Eating fat


(Gary hoover) #1

If I’m not exercising much (lung problem) do I still eat fat?


(Carl Keller) #2

If you are hungry, you need to eat something. If you wish to stay in ketosis, fat is still what you should focus on the most, regardless of injury.


(Alec) #3

Gary
Unless you are an ultra marathoner training every day, the majority of your calories are burnt just staying alive. The keto guidelines are 20g carbs, 1-1.5g of protein [corrected from carbs] per kg of lean body weight, and then eat fat until you are not hungry.

If you are not hungry, don’t eat the fat.

If you are starting out, just keep carbs below 20g. That’s 80% of the keto diet in just that one basic rule.

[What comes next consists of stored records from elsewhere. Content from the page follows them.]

// Copyright (c) 2025 Erick Bourgeois, firestoned
// SPDX-License-Identifier: MIT

//! In-memory [`ClusterClient`] used by unit tests.
//!
//! The fake behaves like the API server where the reconciler can observe it:
//!
//! - every write bumps `metadata.resourceVersion`; a write carrying a stale one is a conflict
//! - `replace` never touches status and `replace_status` touches nothing else
//! - `replace_status` merges the new status into the stored one like a merge patch
//! - `delete` on an object with finalizers only sets the deletion marker; the object
//!   disappears once a later `replace` empties its finalizer set
//! - kinds can be marked as not installed, and status writes can be made to conflict

use crate::cluster::{gvk_label, kinds, to_dynamic, ClusterClient, ResourceId};
use crate::context::Pass;
use crate::crd::{APIGateway, APIGatewaySpec};
use crate::errors::ApiError;
use crate::reconcilers::catalog::ManagedResourceCatalog;
use crate::reconcilers::topology::{resolve, EnvironmentFacts, ResourcePlan};
use crate::tls::TlsCredentials;
use async_trait::async_trait;
use k8s_openapi::apimachinery::pkg::apis::meta::v1::Time;
use kube::core::{DynamicObject, GroupVersionKind};
use serde_json::{json, Value};
use std::collections::{BTreeMap, HashSet};
use std::sync::Mutex;

type Key = (String, String, String);

#[derive(Default)]
struct FakeState {
    objects: BTreeMap<Key, DynamicObject>,
    missing_kinds: HashSet<String>,
    resource_version: u64,
    status_conflicts: u32,
    status_attempts: u32,
    status_writes: u32,
    spec_writes: u32,
    deletes: u32,
}

impl FakeState {
    fn next_version(&mut self) -> String {
        self.resource_version += 1;
        self.resource_version.to_string()
    }
}

/// In-memory cluster.
#[derive(Default)]
pub struct FakeCluster {
    state: Mutex<FakeState>,
}

fn key(id: &ResourceId) -> Key {
    (
        gvk_label(&id.gvk),
        id.namespace.clone().unwrap_or_default(),
        id.name.clone(),
    )
}

/// RFC3339 timestamp as a Kubernetes `Time`.
pub fn time_at(rfc3339: &str) -> Time {
    serde_json::from_value(json!(rfc3339)).unwrap()
}

/// Current time as a Kubernetes `Time`.
pub fn now() -> Time {
    time_at(&chrono::Utc::now().to_rfc3339_opts(chrono::SecondsFormat::Secs, true))
}

/// Build a dynamic object from a body holding everything but `apiVersion`/`kind`/`metadata`.
pub fn dynamic(gvk: &GroupVersionKind, namespace: Option<&str>, name: &str, body: Value) -> DynamicObject {
    let mut doc = json!({
        "apiVersion": crate::cluster::api_version(gvk),
        "kind": gvk.kind,
        "metadata": { "name": name },
    });
    if let Some(ns) = namespace {
        doc["metadata"]["namespace"] = json!(ns);
    }
    if let (Some(target), Value::Object(fields)) = (doc.as_object_mut(), body) {
        target.extend(fields);
    }
    serde_json::from_value(doc).unwrap()
}

fn selector_matches(obj: &DynamicObject, selector: Option<&str>) -> bool {
    let Some(selector) = selector else {
        return true;
    };
    let labels = obj.metadata.labels.clone().unwrap_or_default();
    selector
        .split(',')
        .filter(|term| !term.is_empty())
        .all(|term| match term.split_once('=') {
            Some((k, v)) => labels.get(k.trim()).map(String::as_str) == Some(v.trim()),
            None => labels.contains_key(term.trim()),
        })
}

fn status_of(obj: &DynamicObject) -> Option<Value> {
    obj.data.get("status").cloned()
}

fn set_status(obj: &mut DynamicObject, status: Option<Value>) {
    if !obj.data.is_object() {
        obj.data = json!({});
    }
    if let Some(fields) = obj.data.as_object_mut() {
        match status {
            Some(s) => {
                fields.insert("status".to_string(), s);
            }
            None => {
                fields.remove("status");
            }
        }
    }
}

/// JSON merge patch (RFC 7386), as the API server applies a status patch.
pub fn merge_patch(target: &mut Value, patch: &Value) {
    let Value::Object(fields) = patch else {
        *target = patch.clone();
        return;
    };
    if !target.is_object() {
        *target = json!({});
    }
    if let Some(existing) = target.as_object_mut() {
        for (name, value) in fields {
            if value.is_null() {
                existing.remove(name);
            } else {
                merge_patch(existing.entry(name.clone()).or_insert(Value::Null), value);
            }
        }
    }
}

impl FakeCluster {
    pub fn new() -> Self {
        Self::default()
    }

    /// Make every call for `gvk` behave as if its CRD were not installed.
    pub fn remove_kind(&self, gvk: &GroupVersionKind) {
        self.state
            .lock()
            .unwrap()
            .missing_kinds
            .insert(gvk_label(gvk));
    }

    /// Seed an object without counting it as a write.
    pub fn insert(&self, gvk: &GroupVersionKind, mut obj: DynamicObject) -> DynamicObject {
        let mut state = self.state.lock().unwrap();
        let id = ResourceId::of(gvk, &obj);
        obj.metadata.resource_version = Some(state.next_version());
        if obj.metadata.uid.is_none() {
            obj.metadata.uid = Some(format!("uid-{}", state.resource_version));
        }
        state.objects.insert(key(&id), obj.clone());
        obj
    }

    /// Stored copy of an object, if present.
    pub fn object(&self, id: &ResourceId) -> Option<DynamicObject> {
        self.state.lock().unwrap().objects.get(&key(id)).cloned()
    }

    pub fn exists(&self, id: &ResourceId) -> bool {
        self.object(id).is_some()
    }

    /// Mutate a stored object out-of-band (simulates another actor); bumps the version.
    pub fn edit(&self, id: &ResourceId, f: impl FnOnce(&mut DynamicObject)) {
        let mut state = self.state.lock().unwrap();
        let version = state.next_version();
        if let Some(obj) = state.objects.get_mut(&key(id)) {
            f(obj);
            obj.metadata.resource_version = Some(version);
        }
    }

    /// The next `n` status writes fail with a conflict.
    pub fn inject_status_conflicts(&self, n: u32) {
        self.state.lock().unwrap().status_conflicts = n;
    }

    pub fn status_attempts(&self) -> u32 {
        self.state.lock().unwrap().status_attempts
    }

    pub fn status_writes(&self) -> u32 {
        self.state.lock().unwrap().status_writes
    }

    pub fn spec_writes(&self) -> u32 {
        self.state.lock().unwrap().spec_writes
    }

    pub fn deletes(&self) -> u32 {
        self.state.lock().unwrap().deletes
    }

    fn kind_missing(state: &FakeState, gvk: &GroupVersionKind) -> bool {
        state.missing_kinds.contains(&gvk_label(gvk))
    }
}

#[async_trait]
impl ClusterClient for FakeCluster {
    async fn get(&self, id: &ResourceId) -> Result<DynamicObject, ApiError> {
        let state = self.state.lock().unwrap();
        if Self::kind_missing(&state, &id.gvk) {
            return Err(ApiError::NotFound {
                resource: id.to_string(),
            });
        }
        state
            .objects
            .get(&key(id))
            .cloned()
            .ok_or_else(|| ApiError::NotFound {
                resource: id.to_string(),
            })
    }

    async fn list(
        &self,
        gvk: &GroupVersionKind,
        label_selector: Option<&str>,
    ) -> Result<Vec<DynamicObject>, ApiError> {
        let state = self.state.lock().unwrap();
        if Self::kind_missing(&state, gvk) {
            return Err(ApiError::KindNotInstalled {
                kind: gvk_label(gvk),
            });
        }
        let label = gvk_label(gvk);
        Ok(state
            .objects
            .iter()
            .filter(|((k, _, _), obj)| *k == label && selector_matches(obj, label_selector))
            .map(|(_, obj)| obj.clone())
            .collect())
    }

    async fn create(
        &self,
        id: &ResourceId,
        obj: &DynamicObject,
    ) -> Result<DynamicObject, ApiError> {
        let mut state = self.state.lock().unwrap();
        if Self::kind_missing(&state, &id.gvk) {
            return Err(ApiError::NotFound {
                resource: id.to_string(),
            });
        }
        if state.objects.contains_key(&key(id)) {
            return Err(ApiError::AlreadyExists {
                resource: id.to_string(),
            });
        }
        let mut stored = obj.clone();
        stored.metadata.resource_version = Some(state.next_version());
        stored.metadata.uid = Some(format!("uid-{}", state.resource_version));
        if stored.metadata.creation_timestamp.is_none() {
            stored.metadata.creation_timestamp = Some(now());
        }
        state.spec_writes += 1;
        state.objects.insert(key(id), stored.clone());
        Ok(stored)
    }

    async fn replace(
        &self,
        id: &ResourceId,
        obj: &DynamicObject,
    ) -> Result<DynamicObject, ApiError> {
        let mut state = self.state.lock().unwrap();
        let Some(current) = state.objects.get(&key(id)).cloned() else {
            return Err(ApiError::NotFound {
                resource: id.to_string(),
            });
        };
        if obj.metadata.resource_version.is_some()
            && obj.metadata.resource_version != current.metadata.resource_version
        {
            return Err(ApiError::Conflict {
                resource: id.to_string(),
            });
        }
        let mut stored = obj.clone();
        set_status(&mut stored, status_of(&current));
        stored.metadata.uid = current.metadata.uid.clone();
        stored.metadata.creation_timestamp = current.metadata.creation_timestamp.clone();
        stored.metadata.deletion_timestamp = current.metadata.deletion_timestamp.clone();
        stored.metadata.resource_version = Some(state.next_version());
        state.spec_writes += 1;

        let finalized = stored.metadata.deletion_timestamp.is_some()
            && stored.metadata.finalizers.as_ref().is_none_or(Vec::is_empty);
        if finalized {
            state.objects.remove(&key(id));
        } else {
            state.objects.insert(key(id), stored.clone());
        }
        Ok(stored)
    }

    async fn replace_status(
        &self,
        id: &ResourceId,
        obj: &DynamicObject,
    ) -> Result<DynamicObject, ApiError> {
        let mut state = self.state.lock().unwrap();
        state.status_attempts += 1;
        if state.status_conflicts > 0 {
            state.status_conflicts -= 1;
            // Another writer got there first.
            let version = state.next_version();
            if let Some(current) = state.objects.get_mut(&key(id)) {
                current.metadata.resource_version = Some(version);
            }
            return Err(ApiError::Conflict {
                resource: id.to_string(),
            });
        }
        let Some(current) = state.objects.get(&key(id)).cloned() else {
            return Err(ApiError::NotFound {
                resource: id.to_string(),
            });
        };
        if obj.metadata.resource_version.is_some()
            && obj.metadata.resource_version != current.metadata.resource_version
        {
            return Err(ApiError::Conflict {
                resource: id.to_string(),
            });
        }
        let mut stored = current;
        let mut status = status_of(&stored).unwrap_or_else(|| json!({}));
        merge_patch(&mut status, &status_of(obj).unwrap_or_else(|| json!({})));
        set_status(&mut stored, Some(status));
        stored.metadata.resource_version = Some(state.next_version());
        state.status_writes += 1;
        state.objects.insert(key(id), stored.clone());
        Ok(stored)
    }

    async fn delete(&self, id: &ResourceId) -> Result<(), ApiError> {
        let mut state = self.state.lock().unwrap();
        if Self::kind_missing(&state, &id.gvk) {
            return Err(ApiError::NotFound {
                resource: id.to_string(),
            });
        }
        let Some(current) = state.objects.get(&key(id)).cloned() else {
            return Err(ApiError::NotFound {
                resource: id.to_string(),
            });
        };
        state.deletes += 1;
        if current.metadata.finalizers.as_ref().is_some_and(|f| !f.is_empty()) {
            let version = state.next_version();
            if let Some(obj) = state.objects.get_mut(&key(id)) {
                if obj.metadata.deletion_timestamp.is_none() {
                    obj.metadata.deletion_timestamp = Some(now());
                }
                obj.metadata.resource_version = Some(version);
            }
        } else {
            state.objects.remove(&key(id));
        }
        Ok(())
    }
}

/// Everything a sub-reconciliation needs, backed by a [`FakeCluster`].
pub struct TestEnv {
    pub fake: FakeCluster,
    pub catalog: ManagedResourceCatalog,
    pub tls: TlsCredentials,
    pub plan: ResourcePlan,
    pub gateway_id: ResourceId,
}

impl TestEnv {
    /// Empty cluster, embedded catalog, local plan.
    pub fn new() -> Self {
        Self {
            fake: FakeCluster::new(),
            catalog: ManagedResourceCatalog::embedded().unwrap(),
            tls: TlsCredentials::new(),
            plan: resolve(&EnvironmentFacts::default()),
            gateway_id: ResourceId::cluster(kinds::api_gateway(), "default"),
        }
    }

    /// Store an `APIGateway` named `name` created at `created` (RFC3339).
    pub fn seed_gateway_named(&self, name: &str, enable_kyma_gateway: bool, created: &str) -> ResourceId {
        let mut gateway = APIGateway::new(
            name,
            APIGatewaySpec {
                enable_kyma_gateway: Some(enable_kyma_gateway),
            },
        );
        gateway.metadata.creation_timestamp = Some(time_at(created));
        self.fake
            .insert(&kinds::api_gateway(), to_dynamic("test", &gateway).unwrap());
        ResourceId::cluster(kinds::api_gateway(), name)
    }

    /// Store the `APIGateway` named `default`.
    pub fn seed_gateway(&self, enable_kyma_gateway: bool) {
        self.seed_gateway_named("default", enable_kyma_gateway, "2024-01-01T00:00:00Z");
    }

    /// Flip `spec.enableKymaGateway` out-of-band.
    pub fn set_kyma_gateway(&self, enabled: bool) {
        self.fake.edit(&self.gateway_id, |obj| {
            obj.data["spec"]["enableKymaGateway"] = json!(enabled);
        });
    }

    /// Stored `default` `APIGateway`.
    pub fn gateway(&self) -> APIGateway {
        let obj = self.fake.object(&self.gateway_id).unwrap();
        crate::cluster::from_dynamic("test", &obj).unwrap()
    }

    pub fn pass<'a>(&'a self, gateway: &'a APIGateway) -> Pass<'a> {
        Pass {
            client: &self.fake,
            catalog: &self.catalog,
            tls: &self.tls,
            gateway,
            gateway_id: &self.gateway_id,
            plan: &self.plan,
        }
    }

    /// Store a user `APIRule` routed through `gateway`.
    pub fn seed_api_rule(&self, namespace: &str, name: &str, gateway: &str) {
        self.fake.insert(
            &kinds::api_rule(),
            dynamic(
                &kinds::api_rule(),
                Some(namespace),
                name,
                json!({ "spec": { "gateway": gateway } }),
            ),
        );
    }
}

Correction: I should have said 1-1.5g of protein per kg of lean body weight. Thanks to @Taka for pointing out my terrible blunder!! :joy::joy::+1:


#4

Just had to fix it…

Eat as much fat as you want. But don’t be afraid to eat more protein than the guidelines. The only strict rule is to keep the carbs low.


(Alec) #5

OMG, what a donkey!!! :joy::joy::joy:


(Gary hoover) #6

Thanks to you all


(Bacon is a many-splendoured thing) #7

The science behind this is that carbohydrate, being mostly long chains of glucose molecules, stimulates a strong insulin response to clear the glucose from the blood stream. (One of the places glucose goes is into our fat cells.)

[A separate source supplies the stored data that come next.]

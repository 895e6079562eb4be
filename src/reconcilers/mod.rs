// Copyright (c) 2025 Erick Bourgeois, firestoned
// SPDX-License-Identifier: MIT

//! Reconciliation of the `APIGateway` module.
//!
//! # Reconciliation Architecture
//!
//! A pass follows the standard Kubernetes controller pattern:
//!
//! 1. **Discover** - Read environment facts and resolve them into a [`topology::ResourcePlan`]
//! 2. **Guard** - Each feature owns a finalizer on the `APIGateway` ([`finalizers`])
//! 3. **Converge** - Render and apply the feature's manifests ([`resources`])
//! 4. **Protect** - Before teardown, scan for foreign resources still in use ([`catalog`])
//! 5. **Status** - Combine feature outcomes and persist them ([`status`])
//!
//! # Features
//!
//! - [`module_guard`] - Blocks module deletion while user rules exist
//! - [`kyma_gateway`] - Shared Kyma gateway, TLS certificate and DNS entry
//! - [`oathkeeper`] - Ory Oathkeeper proxy sized by the cluster profile
//!
//! # Example
//!
//! ```rust,no_run
//! use api_gateway_operator::context::Context;
//! use api_gateway_operator::reconcilers::reconcile_apigateway;
//! use tokio_util::sync::CancellationToken;
//!
//! async fn run(ctx: &Context) -> Result<(), api_gateway_operator::errors::ReconcileError> {
//!     let outcome = reconcile_apigateway(ctx, "default", CancellationToken::new()).await?;
//!     println!("{outcome:?}");
//!     Ok(())
//! }
//! ```

pub mod apigateway;
pub mod catalog;
pub mod finalizers;
pub mod kyma_gateway;
pub mod module_guard;
pub mod oathkeeper;
pub mod resources;
pub mod retry;
pub mod status;
pub mod topology;

pub use apigateway::{reconcile_apigateway, ReconcileOutcome};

Protein stimulates insulin at about half the rate, but its effect depends on how much carbohydrate we are eating (low carbohydrate -> protein stimulates glucagon as well as insulin, and body stays in ketosis; high carbohydrate -> protein stimulates insulin only, body stores fat).

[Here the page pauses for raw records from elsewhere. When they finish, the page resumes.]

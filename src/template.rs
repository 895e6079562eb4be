// Copyright (c) 2025 Erick Bourgeois, firestoned
// SPDX-License-Identifier: MIT

//! Strict manifest template rendering.
//!
//! Templates are YAML documents with `{{ Name }}` placeholders. Rendering is
//! strict in both directions: every placeholder needs a value and every value
//! must be used. The result is parsed into a [`DynamicObject`] and must carry
//! `apiVersion`, `kind` and `metadata.name`.

use crate::errors::TemplateError;
use kube::core::DynamicObject;
use regex::{Captures, Regex};
use std::collections::{BTreeMap, BTreeSet};
use std::sync::LazyLock;

static PLACEHOLDER: LazyLock<Regex> =
    LazyLock::new(|| Regex::new(r"\{\{\s*([A-Za-z_][A-Za-z0-9_]*)\s*\}\}").unwrap());

/// Names referenced by `template`, in order of first appearance.
#[must_use]
pub fn placeholders(template: &str) -> Vec<String> {
    let mut seen = BTreeSet::new();
    PLACEHOLDER
        .captures_iter(template)
        .map(|c| c[1].to_string())
        .filter(|name| seen.insert(name.clone()))
        .collect()
}

/// Substitute placeholders without parsing the result.
///
/// # Errors
///
/// - [`TemplateError::UnresolvedPlaceholder`] for the first placeholder without a value
/// - [`TemplateError::UnusedParameter`] for the first parameter the template never references
pub fn substitute(
    template: &str,
    params: &BTreeMap<String, String>,
) -> Result<String, TemplateError> {
    let referenced = placeholders(template);
    if let Some(name) = referenced.iter().find(|n| !params.contains_key(*n)) {
        return Err(TemplateError::UnresolvedPlaceholder { name: name.clone() });
    }
    if let Some(name) = params.keys().find(|k| !referenced.contains(k)) {
        return Err(TemplateError::UnusedParameter { name: name.clone() });
    }

    Ok(PLACEHOLDER
        .replace_all(template, |c: &Captures| {
            params.get(&c[1]).cloned().unwrap_or_default()
        })
        .into_owned())
}

/// Render `template` with `params` into a resource object.
///
/// # Errors
///
/// Returns a [`TemplateError`] when substitution fails or the rendered text is
/// not a single well-formed resource document.
pub fn render(
    template: &str,
    params: &BTreeMap<String, String>,
) -> Result<DynamicObject, TemplateError> {
    let text = substitute(template, params)?;

    let doc: serde_json::Value =
        serde_yaml::from_str(&text).map_err(|e| TemplateError::Malformed {
            reason: e.to_string(),
        })?;

    for (pointer, field) in [
        ("/apiVersion", "apiVersion"),
        ("/kind", "kind"),
        ("/metadata/name", "metadata.name"),
    ] {
        let present = doc
            .pointer(pointer)
            .and_then(serde_json::Value::as_str)
            .is_some_and(|s| !s.is_empty());
        if !present {
            return Err(TemplateError::Malformed {
                reason: format!("missing {field}"),
            });
        }
    }

    serde_json::from_value(doc).map_err(|e| TemplateError::Malformed {
        reason: e.to_string(),
    })
}

#[cfg(test)]
#[path = "template_tests.rs"]
mod template_tests;
// Copyright (c) 2025 Erick Bourgeois, firestoned
// SPDX-License-Identifier: MIT

//! Management labels and annotations stamped on every owned resource.
//!
//! `ResourceSync` re-applies these on every pass, so a removed or edited
//! disclaimer is restored on the next reconciliation.

use std::collections::BTreeMap;

// ============================================================================
// Kubernetes Standard Labels
// https://kubernetes.io/docs/concepts/overview/working-with-objects/common-labels/
// ============================================================================

/// Standard label for the tool being used to manage the operation of an application
pub const K8S_MANAGED_BY: &str = "app.kubernetes.io/managed-by";

/// Standard label for the name of a higher-level application this one is part of
pub const K8S_PART_OF: &str = "app.kubernetes.io/part-of";

/// Standard label for the version of the application
pub const K8S_VERSION: &str = "app.kubernetes.io/version";

// ============================================================================
// Label Values
// ============================================================================

/// Value for `app.kubernetes.io/part-of` and the module label
pub const MODULE_NAME: &str = "api-gateway";

/// Value for `app.kubernetes.io/managed-by`
pub const MANAGED_BY_OPERATOR: &str = "api-gateway-operator";

/// Version stamped into `app.kubernetes.io/version`
pub const MODULE_VERSION: &str = env!("CARGO_PKG_VERSION");

// ============================================================================
// Module Labels
// ============================================================================

/// Label marking a resource as belonging to a Kyma module
pub const KYMA_MODULE_LABEL: &str = "kyma-project.io/module";

// ============================================================================
// Module Annotations
// ============================================================================

/// Annotation warning users that manual edits are reverted
pub const DISCLAIMER_ANNOTATION: &str =
    "apigateways.operator.kyma-project.io/managed-by-disclaimer";

/// Value of [`DISCLAIMER_ANNOTATION`]
pub const DISCLAIMER_VALUE: &str = "DO NOT EDIT - This resource is managed by Kyma.\nAny modifications are discarded and the resource is reverted to the original state.";

/// Domain a self-signed certificate Secret was issued for
pub const CERTIFICATE_DOMAIN_ANNOTATION: &str = "operator.kyma-project.io/domain";

/// Labels every owned resource must carry.
#[must_use]
pub fn management_labels() -> BTreeMap<String, String> {
    BTreeMap::from([
        (KYMA_MODULE_LABEL.to_string(), MODULE_NAME.to_string()),
        (K8S_PART_OF.to_string(), MODULE_NAME.to_string()),
        (K8S_MANAGED_BY.to_string(), MANAGED_BY_OPERATOR.to_string()),
        (K8S_VERSION.to_string(), MODULE_VERSION.to_string()),
    ])
}

/// Annotations every owned resource must carry.
#[must_use]
pub fn management_annotations() -> BTreeMap<String, String> {
    BTreeMap::from([(
        DISCLAIMER_ANNOTATION.to_string(),
        DISCLAIMER_VALUE.to_string(),
    )])
}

Fat has almost no effect on insulin at all, which makes it a safe source of calories to replace the missing carb calories when we go keto. Ironically, on a ketogenic diet, eating fat helps us lose fat!


#8

How do we know what our lean body weight is?


(Bacon is a many-splendoured thing) #9

That’s the problem, isn’t it?

The most accurate method, I’ve read, is when your doctor uses calipers on various parts of your body, but it’s complicated and requires training, or the results will be wrong.

There is the DEXA scan, but it can be fooled by over- or under-hydration and give wrong results.

There are impedance scales that use the conductivity of your skin to make an estimate, but they are wildly inaccurate, or so I’ve heard.

There is body mass index, but the results of that caclucation sometimes get ridiculous.

There is also the ratio of waist to height, but . . .

There are the U.S. Army and Navy calculators, which some people like and others don’t think much of.

You could make something up . . .

Dr. Phinney and Prof. Volek gave up figuring and now use the old Metropolitan Life Insurance tables to get what they call a “reference weight” (https://blog.virtahealth.com/how-much-protein-on-keto/)


(Jay Patten) #10

As a veteran of both the US Army AND the US Air Force I say for SURE not to use any military guidelines for calculating body fat. The system they use is essentially a measurement of the waist and neck which is then compared to height. It is highly inaccurate. If you happen to have a thick neck, the calculation looks good on paper. If you happen to have a thin neck, the calculation looks bad on paper.

Personally I use a scale that measures conductivity, and while I’m sure it’s not accurate, it’s at least consistent. As I lost weight, my lean body mass did lower a bit, but it was a good overall starting point for me.


(Bacon is a many-splendoured thing) #11

Consistent is good. It is often less important to know the precise value than to know the trend.


(Jay Patten) #12

@PaulL yeah, sometimes that’s all we can really ask for, lol.


#13

We don’t. The easiest thing to do is calculate an ideal lean body weight, and use that to calculate how much protein you need.